• _PROBLEM REQUIREMENTS_:
Repeat the material exactly, every line of it.

• _DATA UNDER STUDY_:
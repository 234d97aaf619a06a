//! Tool Registry
//!
//! The [`ToolRegistry`] holds the merged [`ToolSpec`] declared to the
//! agent and routes invocations to the matching implementation by name.
//!
//! # Usage
//!
//! ```ignore
//! use deepdesk_infrastructure::tools::ToolRegistry;
//!
//! let registry = ToolRegistry::new();
//! assert!(registry.has_tool("web_search"));
//!
//! let call = ToolCall::new("web_search").with_arg("query", "rust");
//! let result = registry.invoke(&call);
//! assert!(result.is_success());
//! ```

use deepdesk_domain::tool::{
    entities::{ToolCall, ToolSpec},
    value_objects::{ToolError, ToolResult},
};

use crate::tools::{analyze, search, summary};

/// Registry of the built-in research tools
///
/// Dispatch is synchronous: every built-in tool computes its output
/// locally without touching the network or the file system.
pub struct ToolRegistry {
    /// Merged tool specification
    tool_spec: ToolSpec,
}

impl ToolRegistry {
    /// Create a registry with all research tools
    pub fn new() -> Self {
        Self {
            tool_spec: crate::tools::research_tool_spec(),
        }
    }

    /// Get the tool specification declared to the agent
    pub fn tool_spec(&self) -> &ToolSpec {
        &self.tool_spec
    }

    /// Check whether a tool is registered
    pub fn has_tool(&self, name: &str) -> bool {
        self.tool_spec.get(name).is_some()
    }

    /// Invoke a tool by name
    ///
    /// Unknown names produce a `NOT_FOUND` failure result instead of an
    /// error so callers can report every invocation uniformly.
    pub fn invoke(&self, call: &ToolCall) -> ToolResult {
        match call.tool_name.as_str() {
            search::WEB_SEARCH => search::execute_web_search(call),
            analyze::ANALYZE_CONTENT => analyze::execute_analyze_content(call),
            summary::GENERATE_SUMMARY => summary::execute_generate_summary(call),
            _ => {
                tracing::warn!(tool = %call.tool_name, "Unknown tool requested");
                ToolResult::failure(&call.tool_name, ToolError::not_found(&call.tool_name))
            }
        }
    }
}

impl Default for ToolRegistry {
    fn default() -> Self {
        Self::new()
    }
}

#[cfg(test)]
mod tests {
    use super::*;

    #[test]
    fn test_registry_declares_all_tools() {
        let registry = ToolRegistry::new();

        assert_eq!(registry.tool_spec().len(), 3);
        assert!(registry.has_tool("web_search"));
        assert!(registry.has_tool("analyze_content"));
        assert!(registry.has_tool("generate_summary"));
    }

    #[test]
    fn test_registry_routes_by_name() {
        let registry = ToolRegistry::new();

        let call = ToolCall::new("web_search").with_arg("query", "topic");
        let result = registry.invoke(&call);

        assert!(result.is_success());
        assert!(result.output().unwrap().contains("'topic'"));
    }

    #[test]
    fn test_registry_unknown_tool() {
        let registry = ToolRegistry::new();

        let call = ToolCall::new("fetch_page");
        let result = registry.invoke(&call);

        assert!(!result.is_success());
        assert_eq!(result.error().unwrap().code, "NOT_FOUND");
        assert_eq!(result.tool_name, "fetch_page");
    }
}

• _SOLUTION TO THIS TASK_:
repository 234d97aaf619a06a
//! Tool Registry
//!
//! The [`ToolRegistry`] holds the merged [`ToolSpec`] declared to the
//! agent and routes invocations to the matching implementation by name.
//!
//! # Usage
//!
//! ```ignore
//! use deepdesk_infrastructure::tools::ToolRegistry;
//!
//! let registry = ToolRegistry::new();
//! assert!(registry.has_tool("web_search"));
//!
//! let call = ToolCall::new("web_search").with_arg("query", "rust");
//! let result = registry.invoke(&call);
//! assert!(result.is_success());
//! ```

use deepdesk_domain::tool::{
    entities::{ToolCall, ToolSpec},
    value_objects::{ToolError, ToolResult},
};

use crate::tools::{analyze, search, summary};

/// Registry of the built-in research tools
///
/// Dispatch is synchronous: every built-in tool computes its output
/// locally without touching the network or the file system.
pub struct ToolRegistry {
    /// Merged tool specification
    tool_spec: ToolSpec,
}

impl ToolRegistry {
    /// Create a registry with all research tools
    pub fn new() -> Self {
        Self {
            tool_spec: crate::tools::research_tool_spec(),
        }
    }

    /// Get the tool specification declared to the agent
    pub fn tool_spec(&self) -> &ToolSpec {
        &self.tool_spec
    }

    /// Check whether a tool is registered
    pub fn has_tool(&self, name: &str) -> bool {
        self.tool_spec.get(name).is_some()
    }

    /// Invoke a tool by name
    ///
    /// Unknown names produce a `NOT_FOUND` failure result instead of an
    /// error so callers can report every invocation uniformly.
    pub fn invoke(&self, call: &ToolCall) -> ToolResult {
        match call.tool_name.as_str() {
            search::WEB_SEARCH => search::execute_web_search(call),
            analyze::ANALYZE_CONTENT => analyze::execute_analyze_content(call),
            summary::GENERATE_SUMMARY => summary::execute_generate_summary(call),
            _ => {
                tracing::warn!(tool = %call.tool_name, "Unknown tool requested");
                ToolResult::failure(&call.tool_name, ToolError::not_found(&call.tool_name))
            }
        }
    }
}

impl Default for ToolRegistry {
    fn default() -> Self {
        Self::new()
    }
}

#[cfg(test)]
mod tests {
    use super::*;

    #[test]
    fn test_registry_declares_all_tools() {
        let registry = ToolRegistry::new();

        assert_eq!(registry.tool_spec().len(), 3);
        assert!(registry.has_tool("web_search"));
        assert!(registry.has_tool("analyze_content"));
        assert!(registry.has_tool("generate_summary"));
    }

    #[test]
    fn test_registry_routes_by_name() {
        let registry = ToolRegistry::new();

        let call = ToolCall::new("web_search").with_arg("query", "topic");
        let result = registry.invoke(&call);

        assert!(result.is_success());
        assert!(result.output().unwrap().contains("'topic'"));
    }

    #[test]
    fn test_registry_unknown_tool() {
        let registry = ToolRegistry::new();

        let call = ToolCall::new("fetch_page");
        let result = registry.invoke(&call);

        assert!(!result.is_success());
        assert_eq!(result.error().unwrap().code, "NOT_FOUND");
        assert_eq!(result.tool_name, "fetch_page");
    }
}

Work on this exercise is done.